Anyway, I've now painted outside in Austin's heat AND humidity. I also painted in the rain for a brief time at Mayfield Park. I painted in Provence for 7 days 8:00am to 1:00pm and then 3:30 to about 7:30. As far as plein air painting I can say I've suffered. It wasn't an agonizing suffering but suffering nonetheless.
I bring this subject up because I think preparing for the Wimberley show falls under suffering. The New Braunfels Art League is joining them in this show so I'm hoping it will have a wider audience. I spent the last couple of days preparing my paintings. This means I had to make sure I was completely happy with them. I made some changes to "reunion". I varnished all three paintings. After that, I had to frame them. The 5 x 7 dogs, I framed myself. I put a paper backing and screwed in 2 hangers and put a wire on the back. When taking paintings to the shows, they need to have the wire across the back and not just a little hook hanger. The 3 x 5 painting were trickier. There are plenty of 3.5 x 5 frames but I could not find a 3 x 5 frame. Luckily the canvas was a gallery wrap. This means the linen/cotton is attached at the back of the canvas frame so the sides of the painting is canvas. I painted it black which is typical for the larger gallery wrap frames. It's a lot less expensive for the artist if they don't have to frame the painting. However, some paintings just look more professional with a frame. I was hoping the 3 x 5s didn't seem to be insubstantial without frames. If you are painting with a piece of linen canvas like you do in plein air painting, you have to frame them. After painting the sides, I had to put paper on the back and screw in 2 hooks and attach a wire.
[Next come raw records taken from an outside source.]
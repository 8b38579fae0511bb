//! Error types for JustServe.
//!
//! This module provides a unified error type for all JustServe operations,
//! with specific error variants for different failure modes.

use std::io;
use std::net::SocketAddr;

use thiserror::Error;

/// A specialized `Result` type for JustServe operations.
pub type Result<T> = std::result::Result<T, Error>;

/// The main error type for JustServe.
#[derive(Error, Debug)]
pub enum Error {
    /// Path to serve or send cannot be accessed (E001)
    #[error("cannot access path '{path}': {reason}")]
    CannotAccessPath {
        /// The path that was requested
        path: String,
        /// Underlying reason
        reason: String,
    },

    /// Port string is not a valid TCP port (E002)
    #[error("invalid port '{0}'")]
    InvalidPort(String),

    /// Listener could not be bound (E003)
    #[error("failed to bind {addr}: {reason}")]
    BindFailed {
        /// Address we tried to bind
        addr: SocketAddr,
        /// Underlying reason
        reason: String,
    },

    /// Peer did not answer (E004)
    #[error("peer unreachable at {0}")]
    PeerUnreachable(String),

    /// Peer answered with something that is not session metadata
    #[error("invalid response from peer: {0}")]
    InvalidPeerResponse(String),

    /// Invalid transfer code format
    #[error("invalid code format: {0}")]
    InvalidCodeFormat(String),

    /// Relay agent executable not found (E005)
    #[error("relay agent '{0}' not found in PATH")]
    RelayAgentMissing(String),

    /// Relay agent never reported a public URL (E006)
    #[error("relay agent did not report a public URL within {0} seconds")]
    RelayTimeout(u64),

    /// Tunnel setup or operation failed
    #[error("tunnel error: {0}")]
    TunnelFailed(String),

    /// Unable to broadcast on network
    #[error("unable to broadcast on network: {0}")]
    BroadcastFailed(String),

    /// Update check failed
    #[error("failed to check for updates: {0}")]
    UpdateCheckFailed(String),

    /// Configuration file error
    #[error("configuration error: {0}")]
    ConfigError(String),

    /// Invalid configuration value
    #[error("invalid configuration value for '{key}': {reason}")]
    InvalidConfig {
        /// Configuration key
        key: String,
        /// Reason for invalidity
        reason: String,
    },

    /// I/O error
    #[error("I/O error: {0}")]
    Io(#[from] io::Error),

    /// Serialization error
    #[error("serialization error: {0}")]
    Serialization(String),

    /// Internal error (should not happen)
    #[error("internal error: {0}")]
    Internal(String),

    /// Operation timeout
    #[error("operation timed out after {0} seconds")]
    Timeout(u64),
}

impl Error {
    /// Returns the error code associated with this error, if any.
    ///
    /// Error codes follow the pattern EXXX where XXX is a 3-digit number.
    #[must_use]
    pub const fn code(&self) -> Option<&'static str> {
        match self {
            Self::CannotAccessPath { .. } => Some("E001"),
            Self::InvalidPort(_) => Some("E002"),
            Self::BindFailed { .. } => Some("E003"),
            Self::PeerUnreachable(_) => Some("E004"),
            Self::RelayAgentMissing(_) => Some("E005"),
            Self::RelayTimeout(_) => Some("E006"),
            _ => None,
        }
    }

    /// Returns whether this error is recoverable (can be retried).
    #[must_use]
    pub const fn is_recoverable(&self) -> bool {
        matches!(
            self,
            Self::PeerUnreachable(_)
                | Self::RelayTimeout(_)
                | Self::Timeout(_)
                | Self::UpdateCheckFailed(_)
        )
    }

    /// Returns a helpful suggestion for resolving the error, if applicable.
    #[must_use]
    pub fn suggestion(&self) -> Option<&'static str> {
        match self {
            Self::RelayAgentMissing(_) => Some(
                "Install ngrok from https://ngrok.com/download\n\
                 Or point [tunnel] agent in the config file at your relay binary",
            ),
            Self::RelayTimeout(_) => Some(
                "Check that the auth token is valid and that no other relay agent\n\
                 is already running on this machine",
            ),
            Self::BindFailed { .. } => {
                Some("The port may already be in use. Try a different port.")
            }
            Self::UpdateCheckFailed(_) => Some(
                "Check your internet connection and try again.\n\
                 You can also manually check: https://github.com/thirawat27/JustServe/releases",
            ),
            _ => None,
        }
    }
}

impl From<serde_json::Error> for Error {
    fn from(err: serde_json::Error) -> Self {
        Self::Serialization(err.to_string())
    }
}
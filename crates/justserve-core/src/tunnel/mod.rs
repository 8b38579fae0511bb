//! Tunnel and proxy adapter.
//!
//! Makes a locally bound port reachable from elsewhere, in one of two
//! styles:
//!
//! - [`Protocol::Http`]: a relay agent publishes a public HTTPS URL that
//!   lands on a local reverse proxy, which forwards to `localhost:<port>`.
//! - [`Protocol::Tcp`]: an ephemeral listener on every interface pipes raw
//!   bytes to `localhost:<port>`, advertised as `tcp://<lan-ip>:<port>`.
//!
//! Only one tunnel runs at a time.

pub mod proxy;
pub mod relay;
pub mod tcp;

use std::fmt;
use std::net::{Ipv4Addr, SocketAddr};
use std::str::FromStr;
use std::time::Duration;

use tokio::net::TcpListener;
use tokio::sync::Mutex;
use tokio_util::sync::CancellationToken;

use crate::background::BackgroundServer;
use crate::config::TunnelConfig;
use crate::error::{Error, Result};
use crate::net;

use relay::RelayAgent;
use tcp::TcpForwarder;

/// How long the local proxy may drain on stop.
const PROXY_SHUTDOWN_TIMEOUT: Duration = Duration::from_secs(1);

/// Tunnel style.
#[derive(Debug, Clone, Copy, PartialEq, Eq, Default)]
pub enum Protocol {
    /// Public HTTP relay in front of a reverse proxy
    #[default]
    Http,
    /// Raw TCP forwarder on the LAN
    Tcp,
}

impl FromStr for Protocol {
    type Err = Error;

    fn from_str(s: &str) -> Result<Self> {
        match s.trim().to_ascii_lowercase().as_str() {
            "http" => Ok(Self::Http),
            "tcp" => Ok(Self::Tcp),
            other => Err(Error::InvalidConfig {
                key: "protocol".to_string(),
                reason: format!("expected 'http' or 'tcp', got '{other}'"),
            }),
        }
    }
}

impl fmt::Display for Protocol {
    fn fmt(&self, f: &mut fmt::Formatter<'_>) -> fmt::Result {
        match self {
            Self::Http => f.write_str("http"),
            Self::Tcp => f.write_str("tcp"),
        }
    }
}

enum ActiveTunnel {
    Http {
        proxy: BackgroundServer,
        agent: RelayAgent,
    },
    Tcp(TcpForwarder),
}

impl ActiveTunnel {
    async fn stop(self) {
        match self {
            Self::Http { proxy, agent } => {
                agent.shutdown().await;
                proxy.shutdown(PROXY_SHUTDOWN_TIMEOUT).await;
            }
            Self::Tcp(forwarder) => forwarder.stop().await,
        }
    }
}

/// Owns the one tunnel that may run at a time.
pub struct TunnelManager {
    config: TunnelConfig,
    active: Mutex<Option<ActiveTunnel>>,
}

impl TunnelManager {
    /// Create a manager with no running tunnel.
    pub fn new(config: TunnelConfig) -> Self {
        Self {
            config,
            active: Mutex::new(None),
        }
    }

    /// Stop any running tunnel, then expose `port` in the given style.
    ///
    /// Returns the URL peers should use. `token` is only used by the
    /// HTTP style.
    ///
    /// # Errors
    ///
    /// Returns an error if the proxy, forwarder or relay agent cannot be
    /// started. Nothing is left running in that case.
    pub async fn start(&self, protocol: Protocol, port: u16, token: &str) -> Result<String> {
        let mut active = self.active.lock().await;
        if let Some(previous) = active.take() {
            previous.stop().await;
        }

        let (tunnel, url) = match protocol {
            Protocol::Http => self.start_http(port, token).await?,
            Protocol::Tcp => {
                let forwarder =
                    TcpForwarder::start(SocketAddr::from((Ipv4Addr::UNSPECIFIED, 0)), port)
                        .await?;
                let url = format!(
                    "tcp://{}:{}",
                    net::preferred_local_ip(),
                    forwarder.local_addr().port()
                );
                (ActiveTunnel::Tcp(forwarder), url)
            }
        };

        tracing::info!("Tunnel ({}) for port {} is at {}", protocol, port, url);
        *active = Some(tunnel);
        Ok(url)
    }

    async fn start_http(&self, port: u16, token: &str) -> Result<(ActiveTunnel, String)> {
        if token.trim().is_empty() {
            return Err(Error::TunnelFailed(
                "an auth token is required for HTTP tunnels".to_string(),
            ));
        }

        let bind = SocketAddr::from((Ipv4Addr::LOCALHOST, 0));
        let listener = TcpListener::bind(bind)
            .await
            .map_err(|e| Error::BindFailed {
                addr: bind,
                reason: e.to_string(),
            })?;
        let proxy = BackgroundServer::spawn(
            listener,
            proxy::router(port),
            CancellationToken::new(),
            |e| tracing::error!("Tunnel proxy stopped: {}", e),
        )?;

        match RelayAgent::start(&self.config, token, proxy.local_addr().port()).await {
            Ok(agent) => {
                let url = agent.public_url().to_string();
                Ok((ActiveTunnel::Http { proxy, agent }, url))
            }
            Err(e) => {
                proxy.shutdown(PROXY_SHUTDOWN_TIMEOUT).await;
                Err(e)
            }
        }
    }

    /// Stop the running tunnel, if any.
    pub async fn stop(&self) {
        if let Some(tunnel) = self.active.lock().await.take() {
            tunnel.stop().await;
        }
    }

    /// Whether a tunnel is running.
    pub async fn is_active(&self) -> bool {
        self.active.lock().await.is_some()
    }
}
This is not easy to do on a small canvas. This morning I woke up at 7:00am, leave the house around 8:00am to be in Wimberley between 9:00 and 10:00. I have to wait in Wimberley until 1:00 to go see if my paintings were accepted. So here I sit in a Wimberley coffee shop drinking soy latte and eating half of a probably really fattening muffin. I'm not a coffee drinker but I'm feeling tired and hope I get a boost. It's really not a bad way to spend a day but I had to rearrange appointments and can't get much done during this time. It's been worth it in the past because I sold a small figurative painting at this show last time. This was my strategy for submitting the 2 small figurative paintings. It's a sort of a test. The women at the entry desk went crazy over them. I don't know if it's because they are a lot smaller than anything they have previously had in their show. I wanted unique because there have been LOTS of landscape paintings and the figurative and abstract seem to do well because there are not as many.
Georgetown has a new art society called "Art Works". I emailed them about entering their show they are having for the fall. The date to submit work is July 31 which is in 2 days. If all my paintings make the Wimberley show, I will have to decide what to put in the Georgetown show. I haven't received an email from them back and I don't know that I will drive all the way to Georgetown to check it out.